Document at least three risk levels with corresponding change planning requirements. Identify risk levels for software and hardware upgrades, topology changes, routing changes, configuration changes, and new deployments. Assign higher risk levels to nonstandard add, move, or change types of activity.
The high-risk change process you document needs to include lab validation, vendor review, peer review, and detailed configuration and design documentation.
Create solution templates for deployments affecting multiple sites. Include information about physical layout, logical design, configuration, software versions, acceptable hardware chassis and modules, and deployment guidelines.
Document your network standards for configuration, software version, supported hardware, and DNS. Additionally, you may need to document things like device naming conventions, network design details, and services supported throughout the network.

1.4.2. Managing Change

Change management is a process that approves and schedules the change to ensure the correct level of notification with minimal user impact. The key steps for change management are as follows:

Assign a change controller who can run change management review meetings, receive and review change requests, manage change process improvements, and act as a liaison for user groups.
Hold periodic change review meetings with system administration, application development, network operations, and facilities groups as well as general users.
Document change input requirements, including change owner, business impact, risk level, reason for change, success factors, backout plan, and testing requirements.
Document change output requirements, including updates to DNS, network map, template, IP addressing, circuit management, and network management.
Define a change approval process that verifies validation steps for higher-risk change.
Hold postmortem meetings for unsuccessful changes to determine the root cause of change failure.
Develop an emergency change procedure that ensures that an optimal solution is maintained or quickly restored.

1.4.3. High-Level Process Flow for Planned Change Management

The steps you'll need to follow during a network change are represented in Figure 1-2.^[*] The following sections briefly discuss each box in the flow.
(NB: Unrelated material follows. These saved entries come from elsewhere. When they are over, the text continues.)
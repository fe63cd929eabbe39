//! Persisted client preferences

use anyhow::{Context, Result};
use asv_core::model::Theme;
use serde::{Deserialize, Serialize};
use std::path::{Path, PathBuf};
use tracing::{debug, warn};

#[derive(Debug, Clone, Copy, Default, PartialEq, Eq, Serialize, Deserialize)]
pub struct Preferences {
    #[serde(default)]
    pub theme: Theme,
}

/// JSON preference file. A store without a path keeps nothing.
#[derive(Debug, Clone, Default)]
pub struct PreferenceStore {
    path: Option<PathBuf>,
}

impl PreferenceStore {
    pub fn new(path: impl Into<PathBuf>) -> Self {
        Self {
            path: Some(path.into()),
        }
    }

    /// A store that never touches the filesystem
    pub fn in_memory() -> Self {
        Self { path: None }
    }

    /// `<config dir>/asv-dashboard/preferences.json`
    pub fn default_location() -> Self {
        Self {
            path: dirs::config_dir().map(|dir| dir.join("asv-dashboard").join("preferences.json")),
        }
    }

    pub fn path(&self) -> Option<&Path> {
        self.path.as_deref()
    }

    /// Load preferences, falling back to defaults when missing or unreadable
    pub fn load(&self) -> Preferences {
        let Some(path) = &self.path else {
            return Preferences::default();
        };
        let text = match std::fs::read_to_string(path) {
            Ok(text) => text,
            Err(e) => {
                debug!(path = %path.display(), error = %e, "no saved preferences");
                return Preferences::default();
            }
        };
        serde_json::from_str(&text).unwrap_or_else(|e| {
            warn!(path = %path.display(), error = %e, "ignoring unreadable preferences");
            Preferences::default()
        })
    }

    pub fn save(&self, prefs: &Preferences) -> Result<()> {
        let Some(path) = &self.path else {
            return Ok(());
        };
        if let Some(parent) = path.parent() {
            std::fs::create_dir_all(parent)
                .with_context(|| format!("creating {}", parent.display()))?;
        }
        let json = serde_json::to_string_pretty(prefs)?;
        std::fs::write(path, json).with_context(|| format!("writing {}", path.display()))?;
        Ok(())
    }
}

#[cfg(test)]
mod tests {
    use super::*;

    #[test]
    fn test_round_trip_through_file() {
        let dir = tempfile::tempdir().unwrap();
        let store = PreferenceStore::new(dir.path().join("nested").join("prefs.json"));
        assert_eq!(store.load(), Preferences::default());

        store.save(&Preferences { theme: Theme::Dark }).unwrap();
        assert_eq!(store.load().theme, Theme::Dark);
    }

    #[test]
    fn test_corrupt_file_falls_back_to_default() {
        let dir = tempfile::tempdir().unwrap();
        let path = dir.path().join("prefs.json");
        std::fs::write(&path, "{not json").unwrap();
        assert_eq!(PreferenceStore::new(path).load(), Preferences::default());
    }

    #[test]
    fn test_in_memory_store_is_inert() {
        let store = PreferenceStore::in_memory();
        store.save(&Preferences { theme: Theme::Dark }).unwrap();
        assert_eq!(store.load().theme, Theme::Light);
    }
}
//! Telemetry ticker
//!
//! Drives one sample per period while the monitoring view is visible. When
//! stopped, `tick` never resolves so it can sit in a `select!` unconditionally.

use std::time::Duration;
use tokio::time::{interval, Interval, MissedTickBehavior};

/// Default period between telemetry samples
pub const UPDATE_INTERVAL: Duration = Duration::from_millis(2000);

#[derive(Debug)]
pub struct TelemetryTicker {
    period: Duration,
    interval: Option<Interval>,
}

impl TelemetryTicker {
    pub fn new(period: Duration) -> Self {
        Self {
            period,
            interval: None,
        }
    }

    pub fn period(&self) -> Duration {
        self.period
    }

    pub fn is_running(&self) -> bool {
        self.interval.is_some()
    }

    /// Start ticking; the first tick fires immediately. No-op when running.
    pub fn start(&mut self) {
        if self.interval.is_none() {
            let mut ticker = interval(self.period);
            ticker.set_missed_tick_behavior(MissedTickBehavior::Delay);
            self.interval = Some(ticker);
        }
    }

    pub fn stop(&mut self) {
        self.interval = None;
    }

    /// Wait for the next tick
    pub async fn tick(&mut self) {
        match self.interval.as_mut() {
            Some(ticker) => {
                ticker.tick().await;
            }
            None => std::future::pending::<()>().await,
        }
    }
}

impl Default for TelemetryTicker {
    fn default() -> Self {
        Self::new(UPDATE_INTERVAL)
    }
}

/// Chart label for a sample taken now, local wall-clock time
pub fn timestamp_label() -> String {
    chrono::Local::now().format("%H:%M:%S").to_string()
}

#[cfg(test)]
mod tests {
    use super::*;

    #[tokio::test(start_paused = true)]
    async fn test_ticks_once_per_period() {
        let mut ticker = TelemetryTicker::new(Duration::from_millis(2000));
        ticker.start();
        let begin = tokio::time::Instant::now();
        ticker.tick().await;
        ticker.tick().await;
        ticker.tick().await;
        assert_eq!(begin.elapsed(), Duration::from_millis(4000));
    }

    #[tokio::test(start_paused = true)]
    async fn test_stopped_ticker_never_fires() {
        let mut ticker = TelemetryTicker::default();
        ticker.start();
        ticker.stop();
        assert!(!ticker.is_running());
        let fired = tokio::time::timeout(Duration::from_secs(10), ticker.tick()).await;
        assert!(fired.is_err());
    }

    #[test]
    fn test_timestamp_label_format() {
        let label = timestamp_label();
        assert_eq!(label.len(), 8);
        assert_eq!(label.matches(':').count(), 2);
    }
}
^[*] Reprinted by permission from Cisco's "Change Management: Best Practices White Paper," Document ID 22852, http://www.cisco.com/warp/public/126/chmgmt.shtml.

1.4.3.1. Scope

Scope is the who, what, where, and how for the change. In other words, you need to detail every possible impact point for the change, especially its impact on people.

1.4.3.2. Risk assessment

Everything you do to or on a network, when it comes to change, has an associated risk. The person requesting the change needs to establish the risk level for the change. It is best to experiment in a lab setting if you can before you go live with a change. This can help identify problems and aid in risk evaluation.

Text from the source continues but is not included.